▸ Work instructions: Which of the lines below hold "environment"? Please return each one.

━━━━━ Supplied information

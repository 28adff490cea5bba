//! Print the schema version schematool finds in the metastore database.
//!
//! Requires `setup`.

use clap::clap_app;

use crate::common::{
    config::{param_args, MetastoreConfig, Params},
    env,
    remote::{check_reachable, FileStore, ReachabilityProbe, RemoteHost},
    remote_args,
    schema::{self, SchemaMigrator},
    secret_store,
    secrets::Credentials,
    Login, Options,
};

pub fn cli_options() -> clap::App<'static, 'static> {
    let app = clap_app! { verify =>
        (about: "Prints the metastore schema version using schematool -info. Requires `setup`.")
    };

    param_args(remote_args(app))
}

pub fn run(dry_run: bool, sub_m: &clap::ArgMatches<'_>) -> Result<(), failure::Error> {
    let login = Login::from_matches(sub_m)?;
    let options = Options::from_matches(sub_m)?;

    let params = Params::from_matches(sub_m)?;
    let config = MetastoreConfig::from_params(&params, options.lenient_dbtype)?;

    let store = secret_store(sub_m)?;
    let credentials = Credentials::resolve(&config, store.as_ref())?;

    let host = RemoteHost::connect(&login, dry_run)?;

    let output = schema_info(&host, &config, &credentials, &options)?;

    println!("{}", output);

    Ok(())
}

fn schema_info<H>(
    host: &H,
    config: &MetastoreConfig,
    credentials: &Credentials,
    options: &Options<'_>,
) -> Result<String, failure::Error>
where
    H: FileStore + ReachabilityProbe + SchemaMigrator,
{
    check_reachable(host, config, options.skip_probe)?;

    env::with_snapshot(host, config, credentials, options.keep_env, || {
        schema::verify(host, config)
    })
}

#[cfg(test)]
mod test {
    use super::*;

    use crate::common::{
        env::ENV_FILE,
        testing::{config, FakeHost},
    };

    fn credentials() -> Credentials {
        Credentials {
            user: "hive".into(),
            password: "hunter2".into(),
        }
    }

    #[test]
    fn info_runs_inside_snapshot() {
        let host = FakeHost::default();

        let output = schema_info(
            &host,
            &config("mssql", "2.3.7"),
            &credentials(),
            &Options::default(),
        )
        .unwrap();

        assert_eq!(output, "schemaTool completed");
        assert_eq!(
            *host.events.borrow(),
            vec![
                "probe pg.example.com:5432".to_string(),
                "put /tmp/msenv.sh 600".to_string(),
                "schematool info".to_string(),
                "remove /tmp/msenv.sh".to_string(),
            ]
        );
        assert!(host.files.borrow().is_empty());
    }

    #[test]
    fn failed_info_still_removes_snapshot() {
        let host = FakeHost {
            fail_on: Some("schematool info".into()),
            ..FakeHost::default()
        };
        let options = Options {
            skip_probe: true,
            ..Options::default()
        };

        assert!(schema_info(&host, &config("mysql", "3.1.0"), &credentials(), &options).is_err());

        let events = host.events.borrow();
        assert_eq!(events.first().map(String::as_str), Some("put /tmp/msenv.sh 600"));
        assert_eq!(events.last().map(String::as_str), Some("remove /tmp/msenv.sh"));
        assert!(!host.files.borrow().contains_key(ENV_FILE));
    }
}
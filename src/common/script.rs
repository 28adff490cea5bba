//! Generating the cluster init script.
//!
//! The script writes the Spark driver configuration that points the metastore client at the
//! external database. Everything except the credentials is baked in at generation time. The
//! credentials are expanded from `$SQLUSER` and `$SQLPASSWD` when the cluster boots, so the
//! generated file holds no secrets and the same configuration always produces the same bytes.

use log::info;

use super::{config::MetastoreConfig, error::SetupError, hive, remote::FileStore};

/// Where init scripts are written by default (the durable storage mount on the setup host).
pub const DEFAULT_SCRIPTS_DIR: &str = "/dbfs/databricks/scripts";

/// Where the durable storage is mounted on the setup host and on the cluster nodes.
pub const DEFAULT_STORAGE_ROOT: &str = "/dbfs/databricks";

/// The Spark configuration file written on the cluster driver.
const SPARK_CONF_PATH: &str = "/databricks/driver/conf/00-custom-spark.conf";

/// Placeholders: `{conf_path}`, `{jdbc_url}`, `{driver_class}`, `{hive_version}`, `{jars_glob}`.
/// Any other brace is literal.
const INIT_SCRIPT_TEMPLATE: &str = r#"#!/bin/sh
# Loads environment variables to determine the correct JDBC driver to use.
. /etc/environment
# The quoted heredoc label disables variable interpolation.
cat << 'EOF' > {conf_path}
[driver] {
    # Hive specific configuration options.
    # The spark.hadoop prefix makes sure these options propagate to the metastore client.
    # JDBC connect string for a JDBC metastore
    "spark.hadoop.javax.jdo.option.ConnectionURL" = "{jdbc_url}"

    # Driver class name for a JDBC metastore
    "spark.hadoop.javax.jdo.option.ConnectionDriverName" = "{driver_class}"

    # Spark specific configuration options
    "spark.sql.hive.metastore.version" = "{hive_version}"
    "spark.sql.hive.metastore.jars" = "{jars_glob}"

    "spark.hadoop.datanucleus.fixedDatastore" = "true"
    "spark.hadoop.datanucleus.autoCreateSchema" = "false"

EOF

USERNAME="$SQLUSER"
PASSWORD="$SQLPASSWD"

# The credentials come from the cluster environment, so this heredoc expands variables.
cat << EOF >> {conf_path}
    "spark.hadoop.javax.jdo.option.ConnectionUserName" = "$USERNAME"
    "spark.hadoop.javax.jdo.option.ConnectionPassword" = "$PASSWORD"
}
EOF
"#;

/// Replace each `{name}` in `template` whose name appears in `values`. This is a single pass, so
/// substituted text is never scanned for placeholders again.
fn fill(template: &str, values: &[(&str, &str)]) -> String {
    let mut out = String::with_capacity(template.len());
    let mut rest = template;

    while let Some(start) = rest.find('{') {
        out.push_str(&rest[..start]);
        let after = &rest[start + 1..];

        let replacement = after.find('}').and_then(|end| {
            let name = &after[..end];
            values
                .iter()
                .find(|(key, _)| *key == name)
                .map(|(_, value)| (*value, end))
        });

        match replacement {
            Some((value, end)) => {
                out.push_str(value);
                rest = &after[end + 1..];
            }
            None => {
                out.push('{');
                rest = after;
            }
        }
    }

    out.push_str(rest);
    out
}

/// Escape `value` for a double-quoted HOCON string. Values that cannot be embedded safely (line
/// breaks would end the heredoc early) are rejected.
fn conf_string(field: &'static str, value: &str) -> Result<String, SetupError> {
    if value.chars().any(char::is_control) {
        return Err(SetupError::InvalidValue {
            field,
            value: value.escape_debug().to_string(),
            reason: "must not contain line breaks or control characters",
        });
    }

    Ok(value.replace('\\', "\\\\").replace('"', "\\\""))
}

/// The values filled into the init script.
#[derive(Clone, Debug, PartialEq, Eq)]
pub struct InitScript {
    jdbc_url: String,
    driver_class: String,
    hive_version: String,
    jars_glob: String,
}

impl InitScript {
    pub fn new(config: &MetastoreConfig, storage_root: &str) -> Self {
        InitScript {
            jdbc_url: config.jdbc_url.clone(),
            driver_class: config.driver_class().into(),
            hive_version: config.hive_version.to_string(),
            jars_glob: hive::jars_glob(config, storage_root),
        }
    }

    pub fn render(&self) -> Result<String, failure::Error> {
        let jdbc_url = conf_string("jdbcurl", &self.jdbc_url)?;
        let driver_class = conf_string("driver class", &self.driver_class)?;
        let hive_version = conf_string("hiveversion", &self.hive_version)?;
        let jars_glob = conf_string("metastorejarpath", &self.jars_glob)?;

        Ok(fill(
            INIT_SCRIPT_TEMPLATE,
            &[
                ("conf_path", SPARK_CONF_PATH),
                ("jdbc_url", &jdbc_url),
                ("driver_class", &driver_class),
                ("hive_version", &hive_version),
                ("jars_glob", &jars_glob),
            ],
        ))
    }
}

/// The init script path for the given configuration: `external-metastore-<clean version>.sh`.
/// Different versions never collide.
pub fn script_path(scripts_dir: &str, config: &MetastoreConfig) -> String {
    dir!(
        scripts_dir,
        format!("external-metastore-{}.sh", config.clean_version())
    )
}

/// Render the init script and write it, replacing any existing script at the same path. Returns
/// the path.
pub fn publish<S: FileStore + ?Sized>(
    store: &S,
    config: &MetastoreConfig,
    storage_root: &str,
    scripts_dir: &str,
) -> Result<String, failure::Error> {
    let contents = InitScript::new(config, storage_root).render()?;
    let path = script_path(scripts_dir, config);

    store.put(&path, &contents, 0o755)?;
    info!("Wrote cluster init script to {}", path);

    Ok(path)
}

/// Turn a path under the `/dbfs` mount into a `dbfs:` URI, which is how clusters refer to it.
pub fn dbfs_uri(path: &str) -> String {
    if path.starts_with("/dbfs/") {
        format!("dbfs:{}", &path["/dbfs".len()..])
    } else {
        path.into()
    }
}

/// What the operator needs to do after setup: attach the init script and add the credential
/// environment variables, or paste the equivalent Spark configuration into the cluster UI.
pub struct SetupSummary<'c> {
    config: &'c MetastoreConfig,
    script_path: String,
    jars_glob: String,
}

impl<'c> SetupSummary<'c> {
    pub fn new(config: &'c MetastoreConfig, storage_root: &str, script_path: &str) -> Self {
        SetupSummary {
            config,
            script_path: script_path.into(),
            jars_glob: hive::jars_glob(config, storage_root),
        }
    }

    fn secret_ref(&self, key: &str) -> String {
        format!("{{{{secrets/{}/{}}}}}", self.config.secret_scope, key)
    }
}

impl std::fmt::Display for SetupSummary<'_> {
    fn fmt(&self, f: &mut std::fmt::Formatter) -> std::fmt::Result {
        let config = self.config;
        let user = self.secret_ref(&config.user_secret_key);
        let password = self.secret_ref(&config.password_secret_key);

        writeln!(f, "Setup using init script:")?;
        writeln!(f)?;
        writeln!(f, "Cluster init script: {}", dbfs_uri(&self.script_path))?;
        writeln!(f, "Envs to add:")?;
        writeln!(f, "SQLUSER={}", user)?;
        writeln!(f, "SQLPASSWD={}", password)?;
        writeln!(f)?;
        writeln!(
            f,
            "Setup using the UI. Copy these to the Spark Conf in the cluster config:"
        )?;
        writeln!(f)?;

        let conf = [
            ("spark.hadoop.javax.jdo.option.ConnectionURL", config.jdbc_url.as_str()),
            (
                "spark.hadoop.javax.jdo.option.ConnectionDriverName",
                config.driver_class(),
            ),
            ("spark.sql.hive.metastore.version", config.hive_version.as_str()),
            ("spark.sql.hive.metastore.jars", self.jars_glob.as_str()),
            ("spark.hadoop.datanucleus.fixedDatastore", "true"),
            ("spark.hadoop.datanucleus.autoCreateSchema", "false"),
            ("spark.hadoop.javax.jdo.option.ConnectionUserName", user.as_str()),
            ("spark.hadoop.javax.jdo.option.ConnectionPassword", password.as_str()),
        ];

        for (key, value) in conf.iter() {
            writeln!(f, "    \"{}\" = \"{}\"", key, value)?;
        }

        Ok(())
    }
}
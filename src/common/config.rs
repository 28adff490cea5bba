//! Parameter intake and the resolved metastore configuration.
//!
//! Parameters arrive as strings, either from a JSON file using the same keys as the setup
//! notebook's widgets or from individual command line flags (flags win). `MetastoreConfig` is the
//! validated form that the rest of the pipeline consumes. It is built once per run and passed
//! around by reference; nothing mutates it afterwards.

use std::path::Path;
use std::str::FromStr;

use log::{info, warn};

use serde::{Deserialize, Serialize};

use super::error::SetupError;

/// The Hive version whose runtime and schematool are always downloaded.
pub const DEFAULT_HIVE_VERSION: &str = "3.1.0";

/// The database products that can hold the metastore.
#[derive(Copy, Clone, Debug, PartialEq, Eq)]
pub enum DbKind {
    /// SQL Server / Azure SQL.
    Mssql,
    /// MySQL, accessed through the MariaDB driver.
    Mysql,
    Postgres,
}

impl DbKind {
    /// The fully qualified JDBC driver class.
    pub fn driver_class(self) -> &'static str {
        match self {
            DbKind::Mssql => "com.microsoft.sqlserver.jdbc.SQLServerDriver",
            DbKind::Mysql => "org.mariadb.jdbc.Driver",
            DbKind::Postgres => "org.postgresql.Driver",
        }
    }

    /// The value schematool expects for `-dbType`.
    pub fn schema_tool_name(self) -> &'static str {
        match self {
            DbKind::Mssql => "mssql",
            DbKind::Mysql => "mysql",
            DbKind::Postgres => "postgres",
        }
    }

    /// Select by the exact lowercase names `mssql`, `mysql` and `postgres`, falling back to
    /// `Mssql` for anything else (including other spellings like `MySql`). Only for
    /// `--lenient_dbtype`; use `FromStr` otherwise.
    pub fn from_str_or_default(s: &str) -> DbKind {
        DbKind::exact(s).unwrap_or_else(|| {
            warn!(
                "Unrecognized database type {:?}, falling back to {}",
                s,
                DbKind::Mssql
            );
            DbKind::Mssql
        })
    }

    fn exact(s: &str) -> Option<DbKind> {
        match s {
            "mssql" => Some(DbKind::Mssql),
            "mysql" => Some(DbKind::Mysql),
            "postgres" => Some(DbKind::Postgres),
            _ => None,
        }
    }
}

impl FromStr for DbKind {
    type Err = SetupError;

    fn from_str(s: &str) -> Result<Self, Self::Err> {
        match s.trim().to_ascii_lowercase().as_str() {
            "mssql" => Ok(DbKind::Mssql),
            "mysql" => Ok(DbKind::Mysql),
            "postgres" => Ok(DbKind::Postgres),
            _ => Err(SetupError::UnknownDbKind(s.into())),
        }
    }
}

impl std::fmt::Display for DbKind {
    fn fmt(&self, f: &mut std::fmt::Formatter) -> std::fmt::Result {
        write!(f, "{}", self.schema_tool_name())
    }
}

/// Map a database type string to a driver class. Anything but the exact names `mssql`, `mysql`
/// and `postgres` gets the SQL Server driver.
pub fn driver_class_for(dbtype: &str) -> &'static str {
    DbKind::exact(dbtype).unwrap_or(DbKind::Mssql).driver_class()
}

/// Check that `value` is non-empty and only contains characters accepted by `allowed`.
fn check_chars(
    field: &'static str,
    value: &str,
    allowed: impl Fn(char) -> bool,
) -> Result<(), SetupError> {
    if value.is_empty() {
        Err(SetupError::InvalidValue {
            field,
            value: value.into(),
            reason: "must not be empty",
        })
    } else if !value.chars().all(allowed) {
        Err(SetupError::InvalidValue {
            field,
            value: value.into(),
            reason: "contains characters that are not allowed",
        })
    } else {
        Ok(())
    }
}

fn is_name_char(c: char) -> bool {
    c.is_ascii_alphanumeric() || c == '.' || c == '-' || c == '_'
}

/// A Hive version string such as `2.3.7`. It ends up in download URLs, file names and shell
/// commands, so only `[A-Za-z0-9._-]` is accepted.
#[derive(Clone, Debug, PartialEq, Eq)]
pub struct HiveVersion(String);

impl HiveVersion {
    pub fn as_str(&self) -> &str {
        &self.0
    }

    /// The version with all dots removed (`2.3.7` becomes `237`). Only used for naming.
    pub fn clean(&self) -> String {
        self.0.replace('.', "")
    }

    /// Is this the version that is always downloaded anyway?
    pub fn is_default_build(&self) -> bool {
        self.0 == DEFAULT_HIVE_VERSION
    }
}

impl FromStr for HiveVersion {
    type Err = SetupError;

    fn from_str(s: &str) -> Result<Self, Self::Err> {
        check_chars("hiveversion", s, is_name_char)?;

        if s.split('.').count() != 3 {
            warn!("Hive version {:?} is not in X.X.X format", s);
        }

        Ok(HiveVersion(s.into()))
    }
}

impl std::fmt::Display for HiveVersion {
    fn fmt(&self, f: &mut std::fmt::Formatter) -> std::fmt::Result {
        write!(f, "{}", self.0)
    }
}

/// Where the metastore jars are stored, relative to the durable storage root (e.g.
/// `metastore_jars_237`).
#[derive(Clone, Debug, PartialEq, Eq)]
pub struct JarPath(String);

impl JarPath {
    pub fn as_str(&self) -> &str {
        &self.0
    }
}

impl FromStr for JarPath {
    type Err = SetupError;

    fn from_str(s: &str) -> Result<Self, Self::Err> {
        let s = s.trim_end_matches('/');
        check_chars("metastorejarpath", s, |c| is_name_char(c) || c == '/')?;

        if s.starts_with('/') || s.split('/').any(|part| part.is_empty() || part == "..") {
            return Err(SetupError::InvalidValue {
                field: "metastorejarpath",
                value: s.into(),
                reason: "must be a relative path without empty or `..` components",
            });
        }

        Ok(JarPath(s.into()))
    }
}

/// Whether to initialize the metastore schema.
#[derive(Copy, Clone, Debug, PartialEq, Eq)]
pub enum InitFlag {
    Yes,
    No,
}

impl FromStr for InitFlag {
    type Err = SetupError;

    fn from_str(s: &str) -> Result<Self, Self::Err> {
        match s.trim().to_ascii_lowercase().as_str() {
            "yes" | "true" => Ok(InitFlag::Yes),
            "no" | "false" => Ok(InitFlag::No),
            _ => Err(SetupError::InvalidInitFlag(s.into())),
        }
    }
}

impl std::fmt::Display for InitFlag {
    fn fmt(&self, f: &mut std::fmt::Formatter) -> std::fmt::Result {
        match self {
            InitFlag::Yes => write!(f, "Yes"),
            InitFlag::No => write!(f, "No"),
        }
    }
}

/// The raw setup parameters. Field names match the notebook widgets so that an existing parameter
/// JSON document can be reused as is.
#[derive(Clone, Debug, PartialEq, Eq, Serialize, Deserialize)]
#[serde(default)]
pub struct Params {
    pub dbhost: String,
    pub dbport: String,
    pub jdbcurl: String,
    pub secretscope: String,
    pub dbuser_secretname: String,
    pub dbpassword_secretname: String,
    pub hiveversion: String,
    pub metastorejarpath: String,
    pub initmetastore: String,
    pub dbtype: String,
}

impl Default for Params {
    fn default() -> Self {
        Params {
            dbhost: String::new(),
            dbport: "1433".into(),
            jdbcurl: String::new(),
            secretscope: String::new(),
            dbuser_secretname: "dbuser".into(),
            dbpassword_secretname: "dbpassword".into(),
            hiveversion: "2.3.7".into(),
            metastorejarpath: "metastore_jars_2.3.7".into(),
            initmetastore: "Yes".into(),
            dbtype: "mssql".into(),
        }
    }
}

/// Command line flags for each parameter, with their help text.
const PARAM_FLAGS: &[(&str, &str)] = &[
    ("dbhost", "The host of the metastore database"),
    ("dbport", "The port of the metastore database (default 1433)"),
    (
        "jdbcurl",
        "The JDBC URL of the metastore database (e.g. \
         jdbc:postgresql://pg.example.com:5432/metastore)",
    ),
    ("secretscope", "The secret scope holding the database credentials"),
    (
        "dbuser_secretname",
        "The key of the database user in the secret scope (default dbuser)",
    ),
    (
        "dbpassword_secretname",
        "The key of the database password in the secret scope (default dbpassword)",
    ),
    ("hiveversion", "The metastore Hive version in X.X.X format (default 2.3.7)"),
    (
        "metastorejarpath",
        "The path under the storage root to store the Hive jars in (default metastore_jars_2.3.7)",
    ),
    (
        "initmetastore",
        "Yes to initialize the metastore schema with schematool (default Yes)",
    ),
    ("dbtype", "mssql (Azure SQL), mysql or postgres (default mssql)"),
];

/// Add the `--params FILE` option and one flag per parameter to `app`.
pub fn param_args(app: clap::App<'static, 'static>) -> clap::App<'static, 'static> {
    let app = app.arg(
        clap::Arg::with_name("PARAMS")
            .long("params")
            .takes_value(true)
            .help(
                "A JSON file with the setup parameters, using the flag names as keys. \
                 Individual flags override values from the file.",
            ),
    );

    PARAM_FLAGS.iter().fold(app, |app, &(name, help)| {
        app.arg(
            clap::Arg::with_name(name)
                .long(name)
                .takes_value(true)
                .help(help),
        )
    })
}

impl Params {
    /// Read parameters from a JSON document. Missing keys take their default values.
    pub fn from_json_file<P: AsRef<Path>>(path: &P) -> Result<Self, failure::Error> {
        let contents = std::fs::read_to_string(path)?;
        Ok(serde_json::from_str(&contents)?)
    }

    /// Build parameters from the arguments added by `param_args`.
    pub fn from_matches(sub_m: &clap::ArgMatches<'_>) -> Result<Self, failure::Error> {
        let mut params = match sub_m.value_of("PARAMS") {
            Some(path) => Params::from_json_file(&path)?,
            None => Params::default(),
        };

        for &(name, _) in PARAM_FLAGS.iter() {
            if let Some(value) = sub_m.value_of(name) {
                params.set(name, value.into());
            }
        }

        Ok(params)
    }

    fn set(&mut self, name: &str, value: String) {
        let field = match name {
            "dbhost" => &mut self.dbhost,
            "dbport" => &mut self.dbport,
            "jdbcurl" => &mut self.jdbcurl,
            "secretscope" => &mut self.secretscope,
            "dbuser_secretname" => &mut self.dbuser_secretname,
            "dbpassword_secretname" => &mut self.dbpassword_secretname,
            "hiveversion" => &mut self.hiveversion,
            "metastorejarpath" => &mut self.metastorejarpath,
            "initmetastore" => &mut self.initmetastore,
            "dbtype" => &mut self.dbtype,
            _ => unreachable!("unknown parameter {}", name),
        };

        *field = value;
    }
}

/// The validated, non-secret metastore configuration. Credentials are resolved separately (see
/// `secrets::Credentials`) so that this can be printed and rendered without a secret store.
#[derive(Clone, Debug, PartialEq, Eq)]
pub struct MetastoreConfig {
    pub db_host: String,
    pub db_port: u16,
    pub jdbc_url: String,
    pub db_kind: DbKind,
    pub hive_version: HiveVersion,
    pub jar_path: JarPath,
    pub init_schema: InitFlag,
    pub secret_scope: String,
    pub user_secret_key: String,
    pub password_secret_key: String,
}

impl MetastoreConfig {
    /// Validate `params`. With `lenient_dbtype`, an unrecognized database type selects SQL Server
    /// instead of failing.
    pub fn from_params(params: &Params, lenient_dbtype: bool) -> Result<Self, failure::Error> {
        check_chars("dbhost", &params.dbhost, |c| {
            is_name_char(c) || c == ':' || c == '[' || c == ']'
        })?;

        let db_port = params
            .dbport
            .trim()
            .parse::<u16>()
            .map_err(|_| SetupError::InvalidValue {
                field: "dbport",
                value: params.dbport.clone(),
                reason: "must be a port number",
            })?;

        if !params.jdbcurl.starts_with("jdbc:") {
            return Err(SetupError::InvalidValue {
                field: "jdbcurl",
                value: params.jdbcurl.clone(),
                reason: "must start with `jdbc:`",
            }
            .into());
        }

        let db_kind = if lenient_dbtype {
            let kind = DbKind::from_str_or_default(&params.dbtype);
            info!(
                "Database type {:?} selects driver {}",
                params.dbtype,
                driver_class_for(&params.dbtype)
            );
            kind
        } else {
            params.dbtype.parse()?
        };

        for &(field, value) in &[
            ("secretscope", &params.secretscope),
            ("dbuser_secretname", &params.dbuser_secretname),
            ("dbpassword_secretname", &params.dbpassword_secretname),
        ] {
            if value.trim().is_empty() {
                return Err(SetupError::InvalidValue {
                    field,
                    value: value.clone(),
                    reason: "must not be empty",
                }
                .into());
            }
        }

        Ok(MetastoreConfig {
            db_host: params.dbhost.clone(),
            db_port,
            jdbc_url: params.jdbcurl.clone(),
            db_kind,
            hive_version: params.hiveversion.parse()?,
            jar_path: params.metastorejarpath.parse()?,
            init_schema: params.initmetastore.parse()?,
            secret_scope: params.secretscope.clone(),
            user_secret_key: params.dbuser_secretname.clone(),
            password_secret_key: params.dbpassword_secretname.clone(),
        })
    }

    pub fn driver_class(&self) -> &'static str {
        self.db_kind.driver_class()
    }

    pub fn clean_version(&self) -> String {
        self.hive_version.clean()
    }

    /// Does the requested version need its own runtime in addition to the default build?
    pub fn needs_version_specific_runtime(&self) -> bool {
        !self.hive_version.is_default_build()
    }
}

━━━━━━━━━━

▸ Exercise response:
# Loads environment variables to determine the correct JDBC driver to use.
. /etc/environment
# The credentials come from the cluster environment, so this heredoc expands variables.
/// environment variables, or paste the equivalent Spark configuration into the cluster UI.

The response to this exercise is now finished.